Required work =>
Say how many lines in the entries contain "password", giving only the number.

Saved data entries =>
Segment Open
//! `plantops-auth` — pure authentication/authorization boundary.
//!
//! This crate is intentionally decoupled from HTTP and storage: it issues and
//! verifies signed session credentials and answers role questions about them.

pub mod claims;
pub mod codec;
pub mod password;
pub mod roles;
pub mod service;

pub use claims::SessionClaims;
pub use codec::{TokenCodec, TokenError};
pub use password::{PasswordError, hash_password, verify_password};
pub use roles::Role;
pub use service::{AuthError, TokenService, authorize_role};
Segment Closed
Answer for the task =>
2